Gender Discrimination Still Exists — Now What?
Late last fall, after a semester of classes, a young, white, male MBA student came to me and said, “So, I now realize just how badly women still experience gender discrimination, and it makes me really angry. But I have no idea how to stop it or what to do about it.” His words communicated a genuine desire to combat attitudes and treatment that for many women are all too familiar.
I would have been surprised by his comments had I not witnessed a similar reaction months earlier when interviewing seasoned executives who serve on the boards of large, publicly traded U.S. companies.
In both practice and research, we are doing a better job at bringing attention to the problem. But we haven’t established enough tangible suggestions for how to challenge it. One idea I’ve been exploring: Giving people clearer language to use in their day to day encounters with prejudice.

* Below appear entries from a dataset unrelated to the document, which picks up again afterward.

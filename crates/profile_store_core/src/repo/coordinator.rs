//! Cross-collection consistency protocol.
//!
//! # Responsibility
//! - Mutate customer membership lists through atomic set updates only.
//! - Clean up attribute documents written by a create that did not finish.
//! - Delete a customer's attributes on cascade, and strip a deleted
//!   attribute from every customer.
//!
//! # Invariants
//! - `add_membership`/`remove_membership` are the only writers of an existing
//!   customer's id lists.
//! - Cleanup is idempotent: deleting already-absent ids is a no-op.
//! - Cleanup and cascade failures are logged and never returned, so they
//!   cannot mask the error of the operation that triggered them.

use crate::model::attributes::MembershipField;
use crate::model::ids::ObjectId;
use crate::model::stored::StoredUser;
use crate::repo::error::{CreateStage, ProfileError, ProfileResult};
use crate::store::{Collection, DocumentStore, StoreError};
use log::{info, warn};

/// Attribute ids successfully written during one user create.
#[derive(Debug, Clone, Default, PartialEq, Eq)]
pub struct WrittenAttributes {
    pub cards: Vec<ObjectId>,
    pub addresses: Vec<ObjectId>,
}

impl WrittenAttributes {
    pub fn len(&self) -> usize {
        self.cards.len() + self.addresses.len()
    }

    pub fn is_empty(&self) -> bool {
        self.len() == 0
    }
}

/// Membership and cleanup operations over one store.
pub struct ConsistencyCoordinator<'s, S> {
    store: &'s S,
}

impl<'s, S: DocumentStore> ConsistencyCoordinator<'s, S> {
    pub fn new(store: &'s S) -> Self {
        Self { store }
    }

    /// Adds `attr_id` to the user's `field` list unless already present.
    ///
    /// # Errors
    /// - `InvalidIdentifier` when `user_id` is malformed; nothing is written.
    /// - `NotFound` when no customer has that id.
    pub fn add_membership(
        &self,
        field: MembershipField,
        attr_id: ObjectId,
        user_id: &str,
    ) -> ProfileResult<()> {
        let user = ObjectId::parse(user_id)?;
        self.add_member(field, attr_id, user)
    }

    /// Removes `attr_id` from the user's `field` list.
    ///
    /// Removing an id that is not listed succeeds without change.
    pub fn remove_membership(
        &self,
        field: MembershipField,
        attr_id: ObjectId,
        user_id: &str,
    ) -> ProfileResult<()> {
        let user = ObjectId::parse(user_id)?;
        self.remove_member(field, attr_id, user)
    }

    pub(crate) fn add_member(
        &self,
        field: MembershipField,
        attr_id: ObjectId,
        user: ObjectId,
    ) -> ProfileResult<()> {
        let matched = self
            .store
            .add_to_set(Collection::Customers, user, field.as_str(), attr_id)?;
        if !matched {
            return Err(ProfileError::not_found(Collection::Customers, user.to_hex()));
        }
        Ok(())
    }

    pub(crate) fn remove_member(
        &self,
        field: MembershipField,
        attr_id: ObjectId,
        user: ObjectId,
    ) -> ProfileResult<()> {
        let matched = self
            .store
            .pull(Collection::Customers, user, field.as_str(), attr_id)?;
        if !matched {
            return Err(ProfileError::not_found(Collection::Customers, user.to_hex()));
        }
        Ok(())
    }

    /// Strips `attr_id` from the `field` list of every customer.
    pub fn detach_everywhere(
        &self,
        field: MembershipField,
        attr_id: ObjectId,
    ) -> ProfileResult<u64> {
        let modified = self
            .store
            .pull_all(Collection::Customers, field.as_str(), attr_id)?;
        info!(
            "event=membership_pull module=coordinator status=ok field={} attr_id={} customers={}",
            field.as_str(),
            attr_id,
            modified
        );
        Ok(modified)
    }

    /// Abandons a user create: deletes what was written, then builds the
    /// error the caller sees from the failure that stopped the create.
    pub fn abandon_create(
        &self,
        stage: CreateStage,
        written: &WrittenAttributes,
        cause: StoreError,
    ) -> ProfileError {
        warn!(
            "event=user_create module=coordinator status=error stage={} written={} error={}",
            stage,
            written.len(),
            cause
        );
        if written.is_empty() {
            return ProfileError::Store(cause);
        }

        self.discard(written);
        ProfileError::PartialWrite {
            stage,
            written: written.len(),
            source: cause,
        }
    }

    /// Best-effort removal of attribute documents. Both kinds are attempted
    /// even if the first fails.
    pub fn discard(&self, written: &WrittenAttributes) {
        self.delete_quietly("cleanup", Collection::Addresses, &written.addresses);
        self.delete_quietly("cleanup", Collection::Cards, &written.cards);
    }

    /// Deletes every attribute listed on `user`, addresses first.
    pub fn cascade(&self, user: &StoredUser) {
        self.delete_quietly("cascade_delete", Collection::Addresses, &user.addresses);
        self.delete_quietly("cascade_delete", Collection::Cards, &user.cards);
    }

    fn delete_quietly(&self, event: &str, collection: Collection, ids: &[ObjectId]) {
        if ids.is_empty() {
            return;
        }
        match self.store.delete_many(collection, ids) {
            Ok(removed) => info!(
                "event={event} module=coordinator status=ok collection={collection} requested={} removed={removed}",
                ids.len()
            ),
            Err(err) => warn!(
                "event={event} module=coordinator status=error collection={collection} requested={} error={err}",
                ids.len()
            ),
        }
    }
}

#[cfg(test)]
mod tests {
    use super::{ConsistencyCoordinator, WrittenAttributes};
    use crate::model::attributes::MembershipField;
    use crate::model::ids::ObjectId;
    use crate::repo::error::{CreateStage, ProfileError};
    use crate::store::{Collection, DocumentStore, SqliteDocumentStore, StoreError};
    use serde_json::json;

    #[test]
    fn add_membership_rejects_malformed_user_id() {
        let store = SqliteDocumentStore::in_memory().unwrap();
        let coordinator = ConsistencyCoordinator::new(&store);
        let err = coordinator
            .add_membership(MembershipField::Cards, ObjectId::new(), "bogus")
            .unwrap_err();
        assert!(err.is_invalid_identifier());
    }

    #[test]
    fn add_membership_reports_missing_user() {
        let store = SqliteDocumentStore::in_memory().unwrap();
        let coordinator = ConsistencyCoordinator::new(&store);
        let err = coordinator
            .add_membership(
                MembershipField::Addresses,
                ObjectId::new(),
                &ObjectId::new().to_hex(),
            )
            .unwrap_err();
        assert!(err.is_not_found());
    }

    #[test]
    fn abandon_without_writes_returns_bare_store_error() {
        let store = SqliteDocumentStore::in_memory().unwrap();
        let coordinator = ConsistencyCoordinator::new(&store);
        let err = coordinator.abandon_create(
            CreateStage::Cards,
            &WrittenAttributes::default(),
            StoreError::Unavailable("down".to_string()),
        );
        assert!(matches!(err, ProfileError::Store(StoreError::Unavailable(_))));
    }

    #[test]
    fn abandon_deletes_written_attributes_and_keeps_the_cause() {
        let store = SqliteDocumentStore::in_memory().unwrap();
        let card = ObjectId::new();
        let address = ObjectId::new();
        store
            .insert(Collection::Cards, &json!({ "_id": card.to_hex() }))
            .unwrap();
        store
            .insert(Collection::Addresses, &json!({ "_id": address.to_hex() }))
            .unwrap();

        let written = WrittenAttributes {
            cards: vec![card],
            addresses: vec![address],
        };
        let coordinator = ConsistencyCoordinator::new(&store);
        let err = coordinator.abandon_create(
            CreateStage::Customer,
            &written,
            StoreError::Conflict("username".to_string()),
        );

        match err {
            ProfileError::PartialWrite {
                stage,
                written,
                source,
            } => {
                assert_eq!(stage, CreateStage::Customer);
                assert_eq!(written, 2);
                assert!(matches!(source, StoreError::Conflict(_)));
            }
            other => panic!("unexpected error: {other}"),
        }
        assert!(store.find_by_id(Collection::Cards, card).unwrap().is_none());
        assert!(store
            .find_by_id(Collection::Addresses, address)
            .unwrap()
            .is_none());

        // Second cleanup of the same ids is a no-op.
        coordinator.discard(&written);
    }
}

The Persistent Blind Spot to Gender Bias
I have been examining the effect of gender composition on the decision-making processes of corporate boards, as part of a research project with my coauthors — Dr. Tiffany Trzebiatowski and Dr. Courtney McCluney. After interviewing a couple dozen female executives, it became clear to my coauthors and me that female directors consistently experienced distinct barriers in the boardroom when they were the only woman, or one of just a few women, on the team.
When investigating this issue from the male point of view, we found a significant lack of awareness regarding these obstacles. Impediments include women having difficulties with nomination onto boards because they didn’t fit the typical mold — white, male, former CEO — or, once on the board, being excluded from decisions that happened on the golf course or in men’s executive lounges (yes, bathrooms).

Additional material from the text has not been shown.